Originally from Bay Village, Ohio, a small town on the shore of Lake Erie, I grew up with two older brothers, raised by my artist mother and engineer father. Despite growing up in a wildly supportive household that encouraged creativity and problem solving, it was a black and white film photography class in high school that made me realize that I needed to pursue art. Learning to look at the world through a viewfinder transformed the way I saw everything. It changed day to day minutia into vignettes and still lives, and forced me to stop and carefully consider before taking action.
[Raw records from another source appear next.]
use autopark::{
    config::{database, settings},
    errors::{Error, Result},
    web::{self, AppState},
};
use dotenvy::dotenv;
use tracing::{error, info};
use tracing_subscriber::EnvFilter;

#[tokio::main]
async fn main() -> Result<()> {
    // 1. Initialize tracing (as early as possible)
    tracing_subscriber::fmt()
        .with_env_filter(
            EnvFilter::try_from_default_env().unwrap_or_else(|_| EnvFilter::new("info")),
        )
        .init();

    // 2. Load .env file; variables may also come from the environment
    dotenv().ok();
    info!("Attempted to load .env file.");

    // 3. Server settings, defaults when config.toml is absent
    let settings = settings::load_default_settings()
        .inspect_err(|e| error!("Failed to load config.toml: {}", e))?;

    // 4. Database connection and schema
    let db = database::create_connection()
        .await
        .inspect_err(|e| error!("Failed to connect to database: {}", e))?;
    database::create_tables(&db)
        .await
        .inspect(|()| info!("Database initialized successfully."))
        .inspect_err(|e| error!("Failed to initialize database: {}", e))?;

    // 5. Serve until Ctrl+C
    let bind_addr = settings.server.bind_addr.clone();
    let app = web::router(AppState::new(db, settings));
    let listener = tokio::net::TcpListener::bind(&bind_addr)
        .await
        .inspect_err(|e| error!("Cannot bind {}: {}", bind_addr, e))?;
    info!("Listening on http://{}", bind_addr);

    axum::serve(listener, app)
        .with_graceful_shutdown(shutdown_signal())
        .await
        .map_err(Error::from)?;

    info!("Server stopped.");
    Ok(())
}

async fn shutdown_signal() {
    if let Err(e) = tokio::signal::ctrl_c().await {
        error!("Cannot listen for shutdown signal: {}", e);
        std::future::pending::<()>().await;
    }
    info!("Shutdown signal received.");
}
Knowing I wanted to study art, though unsure of what that meant for me, I followed my oldest brother to Kent State University in 2006 to study graphic design. The demanding program stressed hand-skills and honed our attention to detail, holding pen work to the scrutiny of a magnifying glass. Two years in I felt unfulfilled and began exploring other options within the school of art, taking every introductory art and craft class, summer workshops, focusing on printmaking then painting, soaking up processes and material knowledge, but never quite feeling a fit. All the while I had been working at Kent’s independent art supply store All Media, alongside a rotating handful of amazingly talented contemporaries and brilliant boss Brian Smith, when one day a coworker, knowing my struggle, suggested I take a jewelry course. So I did, and from day one I knew I had found my fit.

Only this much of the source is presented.